:: DATASET EXCERPTS

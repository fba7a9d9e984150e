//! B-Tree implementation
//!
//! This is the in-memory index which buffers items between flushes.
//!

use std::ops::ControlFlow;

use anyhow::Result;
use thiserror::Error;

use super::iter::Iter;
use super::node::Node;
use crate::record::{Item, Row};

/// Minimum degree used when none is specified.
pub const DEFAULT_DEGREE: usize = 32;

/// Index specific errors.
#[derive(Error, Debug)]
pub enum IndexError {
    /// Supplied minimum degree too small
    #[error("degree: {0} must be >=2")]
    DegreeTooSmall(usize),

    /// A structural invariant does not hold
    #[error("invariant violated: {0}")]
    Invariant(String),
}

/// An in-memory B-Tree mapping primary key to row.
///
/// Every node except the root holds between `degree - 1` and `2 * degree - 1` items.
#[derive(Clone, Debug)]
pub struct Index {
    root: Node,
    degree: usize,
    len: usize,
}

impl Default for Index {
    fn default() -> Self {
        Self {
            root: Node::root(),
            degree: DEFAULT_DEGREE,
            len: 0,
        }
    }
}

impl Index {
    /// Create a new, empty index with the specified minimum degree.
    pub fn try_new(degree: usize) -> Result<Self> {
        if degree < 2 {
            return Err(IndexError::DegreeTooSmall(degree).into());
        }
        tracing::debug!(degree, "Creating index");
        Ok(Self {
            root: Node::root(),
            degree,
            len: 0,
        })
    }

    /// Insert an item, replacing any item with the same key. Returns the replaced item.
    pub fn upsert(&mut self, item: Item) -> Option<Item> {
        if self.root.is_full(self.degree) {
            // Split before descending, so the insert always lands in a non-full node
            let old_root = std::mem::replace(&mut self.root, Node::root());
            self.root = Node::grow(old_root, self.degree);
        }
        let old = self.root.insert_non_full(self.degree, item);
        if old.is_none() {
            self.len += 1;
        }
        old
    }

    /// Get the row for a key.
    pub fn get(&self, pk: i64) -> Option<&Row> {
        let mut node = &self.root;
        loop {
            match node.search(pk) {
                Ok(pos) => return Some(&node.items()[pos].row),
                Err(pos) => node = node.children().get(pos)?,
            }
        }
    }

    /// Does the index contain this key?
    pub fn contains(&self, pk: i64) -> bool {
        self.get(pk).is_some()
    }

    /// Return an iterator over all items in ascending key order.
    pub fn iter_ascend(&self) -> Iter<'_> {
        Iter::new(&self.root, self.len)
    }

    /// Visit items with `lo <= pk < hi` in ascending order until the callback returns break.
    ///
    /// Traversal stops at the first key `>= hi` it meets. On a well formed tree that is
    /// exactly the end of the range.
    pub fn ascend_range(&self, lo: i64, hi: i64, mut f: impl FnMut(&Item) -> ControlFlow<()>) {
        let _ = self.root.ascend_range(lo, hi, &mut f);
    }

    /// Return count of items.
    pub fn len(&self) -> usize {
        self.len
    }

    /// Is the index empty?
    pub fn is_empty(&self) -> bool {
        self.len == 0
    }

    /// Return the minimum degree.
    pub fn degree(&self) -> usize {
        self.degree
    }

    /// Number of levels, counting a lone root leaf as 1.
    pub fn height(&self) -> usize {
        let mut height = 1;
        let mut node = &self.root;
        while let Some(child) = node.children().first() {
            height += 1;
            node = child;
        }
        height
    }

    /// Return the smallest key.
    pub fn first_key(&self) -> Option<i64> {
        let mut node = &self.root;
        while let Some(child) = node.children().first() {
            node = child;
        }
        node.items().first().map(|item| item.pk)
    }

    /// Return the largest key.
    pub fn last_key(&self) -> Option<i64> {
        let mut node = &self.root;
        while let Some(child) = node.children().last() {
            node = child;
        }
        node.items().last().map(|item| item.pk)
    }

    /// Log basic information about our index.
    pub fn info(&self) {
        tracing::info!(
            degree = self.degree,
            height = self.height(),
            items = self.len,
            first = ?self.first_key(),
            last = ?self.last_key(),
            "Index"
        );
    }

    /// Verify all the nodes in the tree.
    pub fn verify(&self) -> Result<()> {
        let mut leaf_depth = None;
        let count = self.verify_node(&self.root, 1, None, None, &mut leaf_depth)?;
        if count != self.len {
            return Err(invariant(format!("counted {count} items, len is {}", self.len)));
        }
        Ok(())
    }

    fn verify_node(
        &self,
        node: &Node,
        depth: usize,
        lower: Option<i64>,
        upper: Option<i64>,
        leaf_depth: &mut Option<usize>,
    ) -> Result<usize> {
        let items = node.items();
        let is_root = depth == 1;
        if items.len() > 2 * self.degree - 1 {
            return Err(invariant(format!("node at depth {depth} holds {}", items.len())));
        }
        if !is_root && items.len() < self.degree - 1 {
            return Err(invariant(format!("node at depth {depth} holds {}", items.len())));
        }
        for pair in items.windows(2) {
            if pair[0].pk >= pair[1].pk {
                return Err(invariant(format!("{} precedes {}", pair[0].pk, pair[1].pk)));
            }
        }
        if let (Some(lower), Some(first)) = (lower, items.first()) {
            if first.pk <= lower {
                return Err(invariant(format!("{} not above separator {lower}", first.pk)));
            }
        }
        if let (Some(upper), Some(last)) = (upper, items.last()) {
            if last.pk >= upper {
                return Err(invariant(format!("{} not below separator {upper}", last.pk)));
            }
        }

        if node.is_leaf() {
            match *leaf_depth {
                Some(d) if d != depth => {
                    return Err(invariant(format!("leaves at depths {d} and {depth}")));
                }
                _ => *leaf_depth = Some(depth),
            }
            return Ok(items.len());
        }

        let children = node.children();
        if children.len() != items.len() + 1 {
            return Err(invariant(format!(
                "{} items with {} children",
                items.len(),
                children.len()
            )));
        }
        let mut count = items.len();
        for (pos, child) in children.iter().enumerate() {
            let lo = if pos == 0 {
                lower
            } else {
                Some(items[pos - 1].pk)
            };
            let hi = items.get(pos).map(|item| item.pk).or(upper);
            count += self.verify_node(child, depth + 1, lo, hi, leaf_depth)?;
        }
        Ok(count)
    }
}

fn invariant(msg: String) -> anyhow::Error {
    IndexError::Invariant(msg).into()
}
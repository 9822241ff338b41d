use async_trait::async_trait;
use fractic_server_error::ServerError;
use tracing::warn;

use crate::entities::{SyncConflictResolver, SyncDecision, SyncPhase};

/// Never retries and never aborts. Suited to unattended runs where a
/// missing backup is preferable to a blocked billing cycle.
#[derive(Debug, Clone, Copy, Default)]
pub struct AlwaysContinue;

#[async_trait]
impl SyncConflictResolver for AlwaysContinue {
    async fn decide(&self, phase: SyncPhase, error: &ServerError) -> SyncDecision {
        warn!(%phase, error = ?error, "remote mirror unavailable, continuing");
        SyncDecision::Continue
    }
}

::::

**ACTIVITY**
Go through the records and copy all of them exactly.

**SOLUTION TO THE EXERCISE**
repository fba7a9d9e984150e
//! B-Tree implementation
//!
//! This is the in-memory index which buffers items between flushes.
//!

use std::ops::ControlFlow;

use anyhow::Result;
use thiserror::Error;

use super::iter::Iter;
use super::node::Node;
use crate::record::{Item, Row};

/// Minimum degree used when none is specified.
pub const DEFAULT_DEGREE: usize = 32;

/// Index specific errors.
#[derive(Error, Debug)]
pub enum IndexError {
    /// Supplied minimum degree too small
    #[error("degree: {0} must be >=2")]
    DegreeTooSmall(usize),

    /// A structural invariant does not hold
    #[error("invariant violated: {0}")]
    Invariant(String),
}

/// An in-memory B-Tree mapping primary key to row.
///
/// Every node except the root holds between `degree - 1` and `2 * degree - 1` items.
#[derive(Clone, Debug)]
pub struct Index {
    root: Node,
    degree: usize,
    len: usize,
}

impl Default for Index {
    fn default() -> Self {
        Self {
            root: Node::root(),
            degree: DEFAULT_DEGREE,
            len: 0,
        }
    }
}

impl Index {
    /// Create a new, empty index with the specified minimum degree.
    pub fn try_new(degree: usize) -> Result<Self> {
        if degree < 2 {
            return Err(IndexError::DegreeTooSmall(degree).into());
        }
        tracing::debug!(degree, "Creating index");
        Ok(Self {
            root: Node::root(),
            degree,
            len: 0,
        })
    }

    /// Insert an item, replacing any item with the same key. Returns the replaced item.
    pub fn upsert(&mut self, item: Item) -> Option<Item> {
        if self.root.is_full(self.degree) {
            // Split before descending, so the insert always lands in a non-full node
            let old_root = std::mem::replace(&mut self.root, Node::root());
            self.root = Node::grow(old_root, self.degree);
        }
        let old = self.root.insert_non_full(self.degree, item);
        if old.is_none() {
            self.len += 1;
        }
        old
    }

    /// Get the row for a key.
    pub fn get(&self, pk: i64) -> Option<&Row> {
        let mut node = &self.root;
        loop {
            match node.search(pk) {
                Ok(pos) => return Some(&node.items()[pos].row),
                Err(pos) => node = node.children().get(pos)?,
            }
        }
    }

    /// Does the index contain this key?
    pub fn contains(&self, pk: i64) -> bool {
        self.get(pk).is_some()
    }

    /// Return an iterator over all items in ascending key order.
    pub fn iter_ascend(&self) -> Iter<'_> {
        Iter::new(&self.root, self.len)
    }

    /// Visit items with `lo <= pk < hi` in ascending order until the callback returns break.
    ///
    /// Traversal stops at the first key `>= hi` it meets. On a well formed tree that is
    /// exactly the end of the range.
    pub fn ascend_range(&self, lo: i64, hi: i64, mut f: impl FnMut(&Item) -> ControlFlow<()>) {
        let _ = self.root.ascend_range(lo, hi, &mut f);
    }

    /// Return count of items.
    pub fn len(&self) -> usize {
        self.len
    }

    /// Is the index empty?
    pub fn is_empty(&self) -> bool {
        self.len == 0
    }

    /// Return the minimum degree.
    pub fn degree(&self) -> usize {
        self.degree
    }

    /// Number of levels, counting a lone root leaf as 1.
    pub fn height(&self) -> usize {
        let mut height = 1;
        let mut node = &self.root;
        while let Some(child) = node.children().first() {
            height += 1;
            node = child;
        }
        height
    }

    /// Return the smallest key.
    pub fn first_key(&self) -> Option<i64> {
        let mut node = &self.root;
        while let Some(child) = node.children().first() {
            node = child;
        }
        node.items().first().map(|item| item.pk)
    }

    /// Return the largest key.
    pub fn last_key(&self) -> Option<i64> {
        let mut node = &self.root;
        while let Some(child) = node.children().last() {
            node = child;
        }
        node.items().last().map(|item| item.pk)
    }

    /// Log basic information about our index.
    pub fn info(&self) {
        tracing::info!(
            degree = self.degree,
            height = self.height(),
            items = self.len,
            first = ?self.first_key(),
            last = ?self.last_key(),
            "Index"
        );
    }

    /// Verify all the nodes in the tree.
    pub fn verify(&self) -> Result<()> {
        let mut leaf_depth = None;
        let count = self.verify_node(&self.root, 1, None, None, &mut leaf_depth)?;
        if count != self.len {
            return Err(invariant(format!("counted {count} items, len is {}", self.len)));
        }
        Ok(())
    }

    fn verify_node(
        &self,
        node: &Node,
        depth: usize,
        lower: Option<i64>,
        upper: Option<i64>,
        leaf_depth: &mut Option<usize>,
    ) -> Result<usize> {
        let items = node.items();
        let is_root = depth == 1;
        if items.len() > 2 * self.degree - 1 {
            return Err(invariant(format!("node at depth {depth} holds {}", items.len())));
        }
        if !is_root && items.len() < self.degree - 1 {
            return Err(invariant(format!("node at depth {depth} holds {}", items.len())));
        }
        for pair in items.windows(2) {
            if pair[0].pk >= pair[1].pk {
                return Err(invariant(format!("{} precedes {}", pair[0].pk, pair[1].pk)));
            }
        }
        if let (Some(lower), Some(first)) = (lower, items.first()) {
            if first.pk <= lower {
                return Err(invariant(format!("{} not above separator {lower}", first.pk)));
            }
        }
        if let (Some(upper), Some(last)) = (upper, items.last()) {
            if last.pk >= upper {
                return Err(invariant(format!("{} not below separator {upper}", last.pk)));
            }
        }

        if node.is_leaf() {
            match *leaf_depth {
                Some(d) if d != depth => {
                    return Err(invariant(format!("leaves at depths {d} and {depth}")));
                }
                _ => *leaf_depth = Some(depth),
            }
            return Ok(items.len());
        }

        let children = node.children();
        if children.len() != items.len() + 1 {
            return Err(invariant(format!(
                "{} items with {} children",
                items.len(),
                children.len()
            )));
        }
        let mut count = items.len();
        for (pos, child) in children.iter().enumerate() {
            let lo = if pos == 0 {
                lower
            } else {
                Some(items[pos - 1].pk)
            };
            let hi = items.get(pos).map(|item| item.pk).or(upper);
            count += self.verify_node(child, depth + 1, lo, hi, leaf_depth)?;
        }
        Ok(count)
    }
}

fn invariant(msg: String) -> anyhow::Error {
    IndexError::Invariant(msg).into()
}
repository 9822241ff338b41d
use async_trait::async_trait;
use fractic_server_error::ServerError;
use tracing::warn;

use crate::entities::{SyncConflictResolver, SyncDecision, SyncPhase};

/// Never retries and never aborts. Suited to unattended runs where a
/// missing backup is preferable to a blocked billing cycle.
#[derive(Debug, Clone, Copy, Default)]
pub struct AlwaysContinue;

#[async_trait]
impl SyncConflictResolver for AlwaysContinue {
    async fn decide(&self, phase: SyncPhase, error: &ServerError) -> SyncDecision {
        warn!(%phase, error = ?error, "remote mirror unavailable, continuing");
        SyncDecision::Continue
    }
}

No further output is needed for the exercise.